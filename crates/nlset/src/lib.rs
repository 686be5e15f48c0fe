//! Synchronous netlink client for the Linux ipset subsystem.
//!
//! `nlset` creates, destroys, flushes and populates `hash:net` ipsets by
//! talking to the kernel directly over a `NETLINK_NETFILTER` socket. Every
//! call is a blocking round trip; nothing is cached in userspace.
//!
//! # Features
//!
//! - `serde` - `Serialize` for [`ProtocolInfo`], [`TypeInfo`] and [`Family`]
//! - `integration` - root-only integration tests against the running kernel
//!
//! # Example
//!
//! ```ignore
//! use nlset::{Entry, Options, Session};
//!
//! fn main() -> nlset::Result<()> {
//!     let mut session = Session::open()?;
//!
//!     session.create_set("blocklist", Options::default())?;
//!     let entry: Entry = "203.0.113.0/24".parse()?;
//!     session.add_entry("blocklist", entry, Options { timeout: 3600, ..Default::default() })?;
//!
//!     if let Err(e) = session.create_set("blocklist", Options { excl: true, ..Default::default() }) {
//!         assert!(e.is_already_exists());
//!     }
//!
//!     session.destroy_set("blocklist")?;
//!     session.close()
//! }
//! ```

pub mod ipset;
pub mod netlink;

// Re-export common types at crate root for convenience
pub use ipset::{
    Command, Entry, EntryCommand, Family, Operation, Options, ProtocolInfo, Response, Session,
    SessionConfig, SetName, TypeInfo,
};
pub use netlink::{Error, KernelError, Result, Transport};
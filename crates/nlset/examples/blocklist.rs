//! Maintain a small blocklist set.
//!
//! This example creates a `hash:net` set, adds the given addresses
//! (with an optional timeout), checks membership and tears the set down.
//!
//! Run with (requires root):
//!   sudo cargo run -p nlset --example blocklist -- 203.0.113.7 198.51.100.0/24
//!
//! Keep the set afterwards:
//!   sudo cargo run -p nlset --example blocklist -- --keep 203.0.113.7

use std::env;

use nlset::{Entry, Options, Session};

const SET: &str = "example-blocklist";

fn main() -> nlset::Result<()> {
    let mut keep = false;
    let mut entries = Vec::new();
    for arg in env::args().skip(1) {
        if arg == "--keep" {
            keep = true;
        } else {
            entries.push(arg.parse::<Entry>()?);
        }
    }

    if entries.is_empty() {
        entries.push("203.0.113.7".parse()?);
    }

    let mut session = Session::open()?;
    let info = session.protocol_info();
    println!(
        "ipset protocol {} (kernel {}..={})",
        info.protocol, info.kernel_protocol_min, info.kernel_protocol
    );

    // Timeouts require a set created with timeout support.
    session.create_set(
        SET,
        Options {
            timeout: 3600,
            ..Default::default()
        },
    )?;

    for entry in &entries {
        let opts = Options {
            timeout: 600,
            ..Default::default()
        };
        match session.add_entry(SET, *entry, Options { excl: true, ..opts }) {
            Ok(()) => println!("added {}", entry),
            Err(e) if e.is_already_exists() => println!("{} already listed", entry),
            Err(e) => return Err(e),
        }
    }

    for entry in &entries {
        let present = session.test_entry(SET, Entry::addr(entry.ip()), Options::default())?;
        println!("{:<24} {}", entry, if present { "blocked" } else { "absent" });
    }

    if !keep {
        session.destroy_set(SET)?;
        println!("destroyed {}", SET);
    }

    session.close()
}
//! nfnetlink framing.
//!
//! Every NETLINK_NETFILTER message carries a 4-byte `struct nfgenmsg` right
//! after the netlink header, and its message type packs the subsystem id in
//! the high byte and the subsystem command in the low byte.

use winnow::binary::{be_u16, le_u8};
use winnow::error::{ContextError, ErrMode};
use winnow::prelude::*;

use super::error::{Error, Result};

/// Parser result type for fixed headers.
pub type PResult<T> = core::result::Result<T, ErrMode<ContextError>>;

/// nfnetlink subsystem id of ipset.
pub const NFNL_SUBSYS_IPSET: u8 = 6;

/// nfnetlink header version.
pub const NFNETLINK_V0: u8 = 0;

/// Size of the nfgenmsg header.
pub const NFGENMSG_LEN: usize = 4;

/// Build the netlink message type for a subsystem command.
#[inline]
pub const fn msg_type(subsys: u8, cmd: u8) -> u16 {
    ((subsys as u16) << 8) | cmd as u16
}

/// Split a netlink message type into `(subsystem, command)`.
#[inline]
pub const fn split_msg_type(msg_type: u16) -> (u8, u8) {
    ((msg_type >> 8) as u8, (msg_type & 0xff) as u8)
}

/// nfgenmsg header (4 bytes).
#[derive(Debug, Clone, Copy, Default, PartialEq, Eq)]
pub struct NfGenMsg {
    /// Address family (NFPROTO_*).
    pub family: u8,
    /// Always [`NFNETLINK_V0`].
    pub version: u8,
    /// Resource id, big endian on the wire.
    pub res_id: u16,
}

impl NfGenMsg {
    /// Create a header for the given family.
    pub fn new(family: u8) -> Self {
        Self {
            family,
            version: NFNETLINK_V0,
            res_id: 0,
        }
    }

    /// Wire representation.
    pub fn as_bytes(&self) -> [u8; NFGENMSG_LEN] {
        let res = self.res_id.to_be_bytes();
        [self.family, self.version, res[0], res[1]]
    }

    /// Parse the header, advancing `input` past it.
    pub fn parse(input: &mut &[u8]) -> PResult<Self> {
        (le_u8, le_u8, be_u16)
            .map(|(family, version, res_id)| Self {
                family,
                version,
                res_id,
            })
            .parse_next(input)
    }

    /// Split a message payload into the header and the attribute bytes.
    pub fn split(payload: &[u8]) -> Result<(Self, &[u8])> {
        let mut input = payload;
        let header = Self::parse(&mut input).map_err(|_| {
            Error::MalformedReply(format!(
                "truncated nfgenmsg header: {} bytes",
                payload.len()
            ))
        })?;
        Ok((header, input))
    }
}
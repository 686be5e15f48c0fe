//! Parsing of kernel replies.

use super::types::Command;
use crate::netlink::attr::{self, Attribute};
use crate::netlink::message::{MessageIter, NlMsgError, NlMsgType};
use crate::netlink::nfnl::{NFNL_SUBSYS_IPSET, NfGenMsg, split_msg_type};
use crate::netlink::{Error, Result};

/// One message of a kernel reply.
#[derive(Debug, Clone, PartialEq, Eq)]
pub struct Reply {
    /// Sequence number echoed by the kernel.
    pub seq: u32,
    /// What the message says.
    pub kind: ReplyKind,
}

/// Kinds of reply messages.
#[derive(Debug, Clone, PartialEq, Eq)]
pub enum ReplyKind {
    /// `NLMSG_ERROR` with code 0.
    Ack,
    /// `NLMSG_ERROR` with a positive errno.
    Error(i32),
    /// `NLMSG_DONE`.
    Done,
    /// An ipset data message (protocol or type information).
    Data(DataMessage),
}

impl ReplyKind {
    /// Whether this message completes the request.
    pub fn is_final(&self) -> bool {
        !matches!(self, Self::Data(_))
    }
}

/// An ipset data message.
#[derive(Debug, Clone, PartialEq, Eq)]
pub struct DataMessage {
    /// Command the kernel answered.
    pub command: Command,
    /// nfgenmsg family byte.
    pub family: u8,
    /// Decoded attributes.
    pub attrs: Vec<Attribute>,
}

impl DataMessage {
    /// Find a top-level attribute.
    pub fn attr(&self, kind: u16) -> Option<&Attribute> {
        attr::find(&self.attrs, kind)
    }
}

/// Parse every message in a datagram.
///
/// `NLMSG_NOOP` is dropped. Framing errors fail the whole buffer.
pub fn parse(buf: &[u8]) -> Result<Vec<Reply>> {
    let mut replies = Vec::new();

    for msg in MessageIter::new(buf) {
        let (header, payload) = msg?;
        let seq = header.nlmsg_seq;

        let kind = match header.nlmsg_type {
            NlMsgType::NOOP => continue,
            NlMsgType::ERROR => {
                let err = NlMsgError::from_bytes(payload)?;
                match err.errno() {
                    _ if err.is_ack() => ReplyKind::Ack,
                    errno if errno > 0 => ReplyKind::Error(errno),
                    _ => {
                        return Err(Error::MalformedReply(format!(
                            "error code {} is not a negative errno",
                            err.error
                        )));
                    }
                }
            }
            NlMsgType::DONE => ReplyKind::Done,
            msg_type => ReplyKind::Data(parse_data(msg_type, payload)?),
        };

        replies.push(Reply { seq, kind });
    }

    Ok(replies)
}

fn parse_data(msg_type: u16, payload: &[u8]) -> Result<DataMessage> {
    let (subsys, cmd) = split_msg_type(msg_type);
    if subsys != NFNL_SUBSYS_IPSET {
        return Err(Error::MalformedReply(format!(
            "unexpected message type {:#06x}",
            msg_type
        )));
    }
    let command = Command::from_u8(cmd)
        .ok_or_else(|| Error::MalformedReply(format!("unknown ipset command {}", cmd)))?;

    let (nfgen, rest) = NfGenMsg::split(payload)?;
    Ok(DataMessage {
        command,
        family: nfgen.family,
        attrs: attr::decode(rest)?,
    })
}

--

— What is expected —
Go over the data above and copy every line that has the word "entries" in it.

— Exercise output —
    let mut entries = Vec::new();
            entries.push(arg.parse::<Entry>()?);
    if entries.is_empty() {
        entries.push("203.0.113.7".parse()?);
    for entry in &entries {
    for entry in &entries {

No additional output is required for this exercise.